Founder
Playing Small vs Playing Big
Playing small is the unconscious pattern of keeping yourself small the moment something threatens to get too big. A ceiling that sabotages your own success, often picked up in the family you grew up in, long before you started your agency. Playing big is the opposite: allowing success instead of pushing it away. In coaching, playing small is the most common diagnosis.
It is completely logical that you do it. Somewhere you picked up that getting too big is dangerous, that being rich is for other people, or not proper, or asking for trouble. That setting does exactly its job. The moment something gets too big, you unconsciously make sure it gets small again: you take the wrong client, you do not dare to name your price, you keep yourself busy with execution work. It is not a character flaw, it is a setting that has not been reprogrammed yet.
Mind what it is not. Playing small is not the same as being modest or careful. Careful is a choice you make consciously, with your eyes open. Playing small is unconscious: you want to be bigger, and still you hit the brakes without noticing. It does not show in what you say, but in what you keep almost doing.

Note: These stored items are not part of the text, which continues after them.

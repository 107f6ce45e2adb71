// SPDX-License-Identifier: BUSL-1.1
// Copyright (c) 2026 Alfred Jean LLC

//! `tk demos` - List the runnable demos

use crate::output::{print_list, OutputFormat};
use clap::Args;
use serde::Serialize;
use std::fmt;
use tk_core::Demo;

#[derive(Args)]
pub struct DemosArgs {
    /// Output format
    #[arg(long, value_enum, default_value_t)]
    pub format: OutputFormat,
}

#[derive(Serialize)]
struct DemoEntry {
    name: &'static str,
    description: &'static str,
}

impl fmt::Display for DemoEntry {
    fn fmt(&self, f: &mut fmt::Formatter<'_>) -> fmt::Result {
        write!(f, "{:<12} {}", self.name, self.description)
    }
}

pub fn demos(args: DemosArgs) {
    let entries: Vec<DemoEntry> = Demo::ALL
        .iter()
        .map(|demo| DemoEntry {
            name: demo.name(),
            description: demo.description(),
        })
        .collect();
    print_list(&entries, args.format);
}
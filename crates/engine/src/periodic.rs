// SPDX-License-Identifier: BUSL-1.1
// Copyright (c) 2026 Alfred Jean LLC

//! Periodic jobs: timer callbacks with state owned by the job

use std::time::Duration;
use tokio::time::{Instant, MissedTickBehavior};
use tracing::Instrument;

/// Work run once per period. `tick` must not block.
pub trait PeriodicJob: Send + 'static {
    fn name(&self) -> &str;

    fn tick(&mut self);
}

/// Tick `job` every `period`, first one period from now, until the task is
/// aborted. `period` must be non-zero.
pub async fn run_periodic<J: PeriodicJob>(mut job: J, period: Duration) {
    let span = tracing::info_span!("job", job = job.name());
    async move {
        tracing::info!(period_ms = period.as_millis() as u64, "timer started");
        let mut interval = tokio::time::interval_at(Instant::now() + period, period);
        interval.set_missed_tick_behavior(MissedTickBehavior::Delay);
        loop {
            interval.tick().await;
            job.tick();
        }
    }
    .instrument(span)
    .await
}
// SPDX-License-Identifier: BUSL-1.1
// Copyright (c) 2026 Alfred Jean LLC

use super::*;
use yare::parameterized;

#[parameterized(
    zero = { 0, 0 },
    below_first_band = { 999, 0 },
    red_only = { 1000, 1 },
    red_upper = { 1999, 1 },
    red_green = { 2500, 2 },
    all_three = { 3999, 3 },
    above_bands = { 4000, 0 },
    adc_max = { 4095, 0 },
)]
fn lit_count_per_sample(raw: u16, lit: u8) {
    assert_eq!(LedLevels::for_sample(raw, 1000).lit(), lit);
}

#[test]
fn band_two_lights_red_and_green() {
    let levels = LedLevels::for_sample(2000, 1000);
    assert!(levels.red);
    assert!(levels.green);
    assert!(!levels.blue);
}

#[test]
fn zero_band_width_is_band_zero() {
    assert_eq!(band_of(3000, 0), 0);
    assert_eq!(LedLevels::for_sample(3000, 0), LedLevels::OFF);
}
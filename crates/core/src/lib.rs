// SPDX-License-Identifier: BUSL-1.1
// Copyright (c) 2026 Alfred Jean LLC

// Allow panic!/unwrap/expect in test code
#![cfg_attr(test, allow(clippy::panic))]
#![cfg_attr(test, allow(clippy::unwrap_used))]
#![cfg_attr(test, allow(clippy::expect_used))]

//! tk-core: Core library for the taskkit (tk) demos
//!
//! This crate provides:
//! - Pure state machines for the coordination primitives (permit, gate, channel buffer)
//! - Events emitted by those state machines
//! - Demo configuration
//! - Signal arithmetic for the PWM, ADC and counter demos

pub mod clock;
pub mod role;

// State machines (order matters for dependencies)
pub mod event;
pub mod permit;
pub mod gate;
pub mod channel;

pub mod config;
pub mod signal;

// Re-exports
pub use channel::{ChannelBuffer, ChannelError, ChannelInput, Message};
pub use clock::{Clock, FakeClock, SystemClock};
pub use config::{ConfigError, Demo, DemoConfig};
pub use event::SyncEvent;
pub use gate::{Gate, GateError, GateInput, GateState};
pub use permit::{Permit, PermitInput, PermitState};
pub use role::RoleId;
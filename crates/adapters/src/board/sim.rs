// SPDX-License-Identifier: BUSL-1.1
// Copyright (c) 2026 Alfred Jean LLC

//! Simulated board for running demos on a host

use super::Board;
use crate::adc::SweepAdc;
use crate::output::{LogOutput, PinId};
use crate::pwm::LogPwm;
use crate::traced::{TracedAdc, TracedOutput, TracedPwm};

/// Board whose outputs log level changes and whose ADC sweeps a triangle wave
#[derive(Clone, Debug)]
pub struct SimBoard {
    sweep_step: u16,
}

impl SimBoard {
    pub fn new(sweep_step: u16) -> Self {
        Self { sweep_step }
    }
}

impl Board for SimBoard {
    type Output = TracedOutput<LogOutput>;
    type Pwm = TracedPwm<LogPwm>;
    type Adc = TracedAdc<SweepAdc>;

    fn output(&self, pin: PinId, label: &str) -> Self::Output {
        tracing::debug!(%pin, label, "configured output");
        TracedOutput::new(LogOutput::new(pin, label))
    }

    fn pwm(&self, channel: u8, pin: PinId) -> Self::Pwm {
        tracing::debug!(channel, %pin, "configured pwm");
        TracedPwm::new(LogPwm::new(channel, pin))
    }

    fn adc(&self, channel: u8) -> Self::Adc {
        tracing::debug!(channel, step = self.sweep_step, "configured adc");
        TracedAdc::new(SweepAdc::new(channel, self.sweep_step))
    }
}

#[cfg(test)]
mod tests {
    use super::*;
    use crate::{AdcChannel, DigitalOutput, PwmChannel};

    #[test]
    fn hands_out_working_capabilities() {
        let board = SimBoard::new(100);

        let led = board.output(PinId(2), "status");
        led.set_level(true);
        assert!(led.inner().is_high());

        let pwm = board.pwm(0, PinId(33));
        pwm.set_duty(600).unwrap();
        assert_eq!(pwm.inner().duty(), 600);

        let adc = board.adc(4);
        assert_eq!(adc.channel(), 4);
        assert_eq!(adc.read_raw().unwrap(), 0);
        assert_eq!(adc.read_raw().unwrap(), 100);
    }
}
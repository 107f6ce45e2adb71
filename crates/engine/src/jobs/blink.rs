// SPDX-License-Identifier: BUSL-1.1
// Copyright (c) 2026 Alfred Jean LLC

//! Status LED blink jobs

use crate::actuator::Actuator;
use crate::periodic::PeriodicJob;
use tk_adapters::DigitalOutput;
use tk_core::signal::{BlinkCounter, Severity};

fn level_name(high: bool) -> &'static str {
    if high {
        "HIGH"
    } else {
        "LOW"
    }
}

/// Timer callback that toggles an LED
pub struct ToggleJob<O> {
    actuator: Actuator<O>,
}

impl<O: DigitalOutput> ToggleJob<O> {
    pub fn new(actuator: Actuator<O>) -> Self {
        Self { actuator }
    }
}

impl<O: DigitalOutput> PeriodicJob for ToggleJob<O> {
    fn name(&self) -> &str {
        "toggle"
    }

    fn tick(&mut self) {
        tracing::info!("event was called from timer");
        self.actuator.toggle();
    }
}

/// Toggles an LED and logs a wrapping counter at a severity that rises
/// with the count
pub struct CounterBlinkJob<O> {
    actuator: Actuator<O>,
    counter: BlinkCounter,
}

impl<O: DigitalOutput> CounterBlinkJob<O> {
    pub fn new(actuator: Actuator<O>, wrap_after: u32) -> Self {
        Self {
            actuator,
            counter: BlinkCounter::new(wrap_after),
        }
    }

    pub fn count(&self) -> u32 {
        self.counter.count()
    }
}

impl<O: DigitalOutput> PeriodicJob for CounterBlinkJob<O> {
    fn name(&self) -> &str {
        "counter-blink"
    }

    fn tick(&mut self) {
        let high = self.actuator.toggle();
        tracing::info!(level = level_name(high), "led status");

        let (value, severity) = self.counter.step();
        match severity {
            Severity::Info => tracing::info!(value, "counter"),
            Severity::Warn => tracing::warn!(value, "counter"),
            Severity::Error => tracing::error!(value, "counter"),
        }
    }
}
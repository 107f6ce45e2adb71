// SPDX-License-Identifier: BUSL-1.1
// Copyright (c) 2026 Alfred Jean LLC

use crate::periodic::PeriodicJob;
use tk_adapters::PwmChannel;
use tk_core::signal::DutyRamp;

/// Steps each channel's duty every tick, wrapping past the maximum
pub struct DutyRampJob<P> {
    channels: Vec<(P, DutyRamp)>,
}

impl<P: PwmChannel> DutyRampJob<P> {
    /// Latch each channel's initial duty
    pub fn new(channels: Vec<(P, DutyRamp)>) -> Self {
        for (pwm, ramp) in &channels {
            if let Err(e) = pwm.set_duty(ramp.duty()) {
                tracing::error!(channel = pwm.channel(), error = %e, "initial duty rejected");
            }
        }
        Self { channels }
    }

    pub fn duties(&self) -> Vec<u16> {
        self.channels.iter().map(|(_, ramp)| ramp.duty()).collect()
    }
}

impl<P: PwmChannel> PeriodicJob for DutyRampJob<P> {
    fn name(&self) -> &str {
        "duty-ramp"
    }

    fn tick(&mut self) {
        for (pwm, ramp) in &mut self.channels {
            let duty = ramp.advance();
            if let Err(e) = pwm.set_duty(duty) {
                tracing::error!(channel = pwm.channel(), error = %e, "set duty failed");
            }
        }
    }
}
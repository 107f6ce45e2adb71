// SPDX-License-Identifier: BUSL-1.1
// Copyright (c) 2026 Alfred Jean LLC

use super::*;

#[test]
fn system_clock_is_monotonic() {
    let clock = SystemClock;
    let t1 = clock.now();
    let t2 = clock.now();
    assert!(t2 >= t1);
}

#[test]
fn fake_clock_only_moves_when_advanced() {
    let clock = FakeClock::new();
    let start = clock.now();
    assert_eq!(clock.elapsed_since(start), Duration::ZERO);

    clock.advance(Duration::from_millis(500));
    assert_eq!(clock.elapsed_since(start), Duration::from_millis(500));
}

#[test]
fn fake_clock_clones_share_time() {
    let clock = FakeClock::new();
    let other = clock.clone();
    let start = clock.now();
    other.advance(Duration::from_secs(8));
    assert_eq!(clock.elapsed_since(start), Duration::from_secs(8));
}

#[test]
fn elapsed_since_a_later_instant_saturates() {
    let clock = FakeClock::new();
    let later = clock.now() + Duration::from_secs(1);
    assert_eq!(clock.elapsed_since(later), Duration::ZERO);
}
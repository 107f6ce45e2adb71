// SPDX-License-Identifier: BUSL-1.1
// Copyright (c) 2026 Alfred Jean LLC

//! LEDs driven by roles

use std::sync::atomic::{AtomicBool, Ordering};
use std::sync::Arc;
use std::time::Duration;
use tk_adapters::{DigitalOutput, PinId};
use tk_core::config::Led;

/// A digital output plus the level last written to it
#[derive(Clone, Debug)]
pub struct Actuator<O> {
    output: O,
    label: Arc<str>,
    high: Arc<AtomicBool>,
}

impl<O: DigitalOutput> Actuator<O> {
    /// Wrap `output` and drive it low
    pub fn new(output: O, label: &str) -> Self {
        output.set_level(false);
        Self {
            output,
            label: Arc::from(label),
            high: Arc::new(AtomicBool::new(false)),
        }
    }

    pub fn label(&self) -> &str {
        &self.label
    }

    pub fn pin(&self) -> PinId {
        self.output.pin()
    }

    pub fn is_high(&self) -> bool {
        self.high.load(Ordering::SeqCst)
    }

    pub fn set(&self, high: bool) {
        self.high.store(high, Ordering::SeqCst);
        self.output.set_level(high);
    }

    /// Invert the level and return the new one
    pub fn toggle(&self) -> bool {
        let high = !self.high.fetch_xor(true, Ordering::SeqCst);
        self.output.set_level(high);
        high
    }

    /// Blink `cycles` times (low, wait, high, wait), ending low
    pub async fn run_indicator(&self, cycles: u32, half_period: Duration) {
        for _ in 0..cycles {
            self.set(false);
            tokio::time::sleep(half_period).await;
            self.set(true);
            tokio::time::sleep(half_period).await;
        }
        self.set(false);
    }

    /// Wait half of `period`, light up, call `on_lit`, wait the other half,
    /// go dark
    pub async fn pulse(&self, period: Duration, on_lit: impl FnOnce()) {
        let half = period / 2;
        tokio::time::sleep(half).await;
        self.set(true);
        on_lit();
        tokio::time::sleep(half).await;
        self.set(false);
    }
}

/// The shared indicator LEDs behind the mutex demo's gate
#[derive(Clone, Debug)]
pub struct ActuatorBank<O> {
    actuators: Vec<(Led, Actuator<O>)>,
}

impl<O: DigitalOutput> ActuatorBank<O> {
    pub fn new(actuators: Vec<(Led, Actuator<O>)>) -> Self {
        Self { actuators }
    }

    pub fn get(&self, led: Led) -> Option<&Actuator<O>> {
        self.actuators
            .iter()
            .find(|(l, _)| *l == led)
            .map(|(_, a)| a)
    }

    /// Run the indicator pattern on `led`; false if the bank has no such LED
    pub async fn run_indicator(&self, led: Led, cycles: u32, half_period: Duration) -> bool {
        match self.get(led) {
            Some(actuator) => {
                actuator.run_indicator(cycles, half_period).await;
                true
            }
            None => false,
        }
    }
}

#[cfg(test)]
#[path = "actuator_tests.rs"]
mod tests;
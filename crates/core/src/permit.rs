// SPDX-License-Identifier: BUSL-1.1
// Copyright (c) 2026 Alfred Jean LLC

//! Permit state machine for one-shot hand-off between two roles
//!
//! A permit is a single saturating slot: posting while a permit is already
//! pending does not queue a second one.

use crate::event::SyncEvent;

/// Permit state
#[derive(Clone, Copy, Debug, PartialEq, Eq, Default)]
pub enum PermitState {
    /// Nothing to collect
    #[default]
    Empty,
    /// A post is waiting to be consumed
    Posted,
}

/// Binary hand-off permit
#[derive(Clone, Debug)]
pub struct Permit {
    pub name: String,
    pub state: PermitState,
}

/// Events that trigger permit transitions
#[derive(Clone, Copy, Debug, PartialEq, Eq)]
pub enum PermitInput {
    /// Set the permit, regardless of its current state
    Post,
    /// Consume the permit if one is pending
    Take,
}

impl Permit {
    pub fn new(name: impl Into<String>) -> Self {
        Self {
            name: name.into(),
            state: PermitState::Empty,
        }
    }

    pub fn is_posted(&self) -> bool {
        self.state == PermitState::Posted
    }

    /// Pure state transition function
    pub fn transition(&self, input: PermitInput) -> (Permit, Vec<SyncEvent>) {
        let mut new_permit = self.clone();
        let name = self.name.clone();

        let event = match (input, self.state) {
            (PermitInput::Post, PermitState::Empty) => {
                new_permit.state = PermitState::Posted;
                SyncEvent::PermitPosted { name }
            }
            (PermitInput::Post, PermitState::Posted) => SyncEvent::PermitOverwritten { name },
            (PermitInput::Take, PermitState::Posted) => {
                new_permit.state = PermitState::Empty;
                SyncEvent::PermitTaken { name }
            }
            (PermitInput::Take, PermitState::Empty) => SyncEvent::PermitUnavailable { name },
        };

        (new_permit, vec![event])
    }
}

#[cfg(test)]
#[path = "permit_tests.rs"]
mod tests;
// SPDX-License-Identifier: BUSL-1.1
// Copyright (c) 2026 Alfred Jean LLC

//! Fake board for testing
#![cfg_attr(coverage_nightly, coverage(off))]

use super::Board;
use crate::adc::FakeAdc;
use crate::output::{FakeOutput, PinId};
use crate::pwm::FakePwm;
use std::collections::HashMap;
use std::sync::{Arc, Mutex};

#[derive(Default)]
struct FakeBoardState {
    outputs: HashMap<PinId, FakeOutput>,
    pwms: HashMap<u8, FakePwm>,
    adcs: HashMap<u8, FakeAdc>,
}

/// Board that hands out fakes and keeps a handle to each one for inspection.
///
/// Asking twice for the same pin or channel returns clones of one fake.
#[derive(Clone, Default)]
pub struct FakeBoard {
    inner: Arc<Mutex<FakeBoardState>>,
}

impl FakeBoard {
    pub fn new() -> Self {
        Self::default()
    }

    /// The output configured on `gpio`, if any
    pub fn output_for(&self, gpio: u8) -> Option<FakeOutput> {
        self.inner
            .lock()
            .unwrap_or_else(|e| e.into_inner())
            .outputs
            .get(&PinId(gpio))
            .cloned()
    }

    /// The PWM channel configured as `channel`, if any
    pub fn pwm_for(&self, channel: u8) -> Option<FakePwm> {
        self.inner
            .lock()
            .unwrap_or_else(|e| e.into_inner())
            .pwms
            .get(&channel)
            .cloned()
    }

    /// Script samples for an ADC channel, creating it if needed
    pub fn push_adc_samples(&self, channel: u8, samples: impl IntoIterator<Item = u16>) {
        let adc = self.adc(channel);
        adc.push_samples(samples);
    }
}

impl Board for FakeBoard {
    type Output = FakeOutput;
    type Pwm = FakePwm;
    type Adc = FakeAdc;

    fn output(&self, pin: PinId, _label: &str) -> Self::Output {
        self.inner
            .lock()
            .unwrap_or_else(|e| e.into_inner())
            .outputs
            .entry(pin)
            .or_insert_with(|| FakeOutput::new(pin))
            .clone()
    }

    fn pwm(&self, channel: u8, _pin: PinId) -> Self::Pwm {
        self.inner
            .lock()
            .unwrap_or_else(|e| e.into_inner())
            .pwms
            .entry(channel)
            .or_insert_with(|| FakePwm::new(channel))
            .clone()
    }

    fn adc(&self, channel: u8) -> Self::Adc {
        self.inner
            .lock()
            .unwrap_or_else(|e| e.into_inner())
            .adcs
            .entry(channel)
            .or_insert_with(|| FakeAdc::new(channel))
            .clone()
    }
}

#[cfg(test)]
mod tests {
    use super::*;
    use crate::{AdcChannel, DigitalOutput};

    #[test]
    fn same_pin_returns_shared_fake() {
        let board = FakeBoard::new();
        let a = board.output(PinId(33), "red");
        let b = board.output(PinId(33), "red");

        a.set_level(true);
        assert!(b.is_high());
        assert_eq!(board.output_for(33).unwrap().levels(), vec![true]);
        assert!(board.output_for(25).is_none());
    }

    #[test]
    fn scripted_adc_samples_reach_handed_out_channel() {
        let board = FakeBoard::new();
        let adc = board.adc(4);
        board.push_adc_samples(4, [1500]);
        assert_eq!(adc.read_raw(), Ok(1500));
    }
}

You are about to raise your price, and at the last moment you send the old rate anyway. You finally want to approach that bigger client, and exactly this week you find a good reason to postpone it. Each moment on its own seems logical. Together they form the pattern.
What you do with it: when you catch yourself pulling back, ask what the hidden benefit of staying small is. Because there is a benefit in it, otherwise you would not do it. As long as you stay small, you do not have to prove yourself on a bigger stage, and you cannot really fail. Once you see that benefit, you can reprogram the setting. Because you get what you are on the inside.
Playing small shows up in your numbers before you see it in yourself: in your cash flow and in the thermostat you set. Want to break the pattern? Read about the founder mindset or start with agency coaching.
What is playing small?
Playing small is the unconscious pattern of keeping yourself small the moment something threatens to get too big. You take the wrong client, keep your price low or stay busy with execution work. It is not a character flaw, but a learned setting that often comes from early on.
How do I know if I am playing small?
You want to be bigger, and still you notice yourself pulling back at crucial moments: the big request you avoid, the price you do not dare to name, the visibility you postpone. It is not in what you say, but in what you keep almost doing.
Where does playing small come from?
Often from the family you grew up in: a message that getting too big or too rich is dangerous or not proper, picked up long before you started your agency. The good news is that it is a setting, not a character trait, and a setting can be reprogrammed once you see it.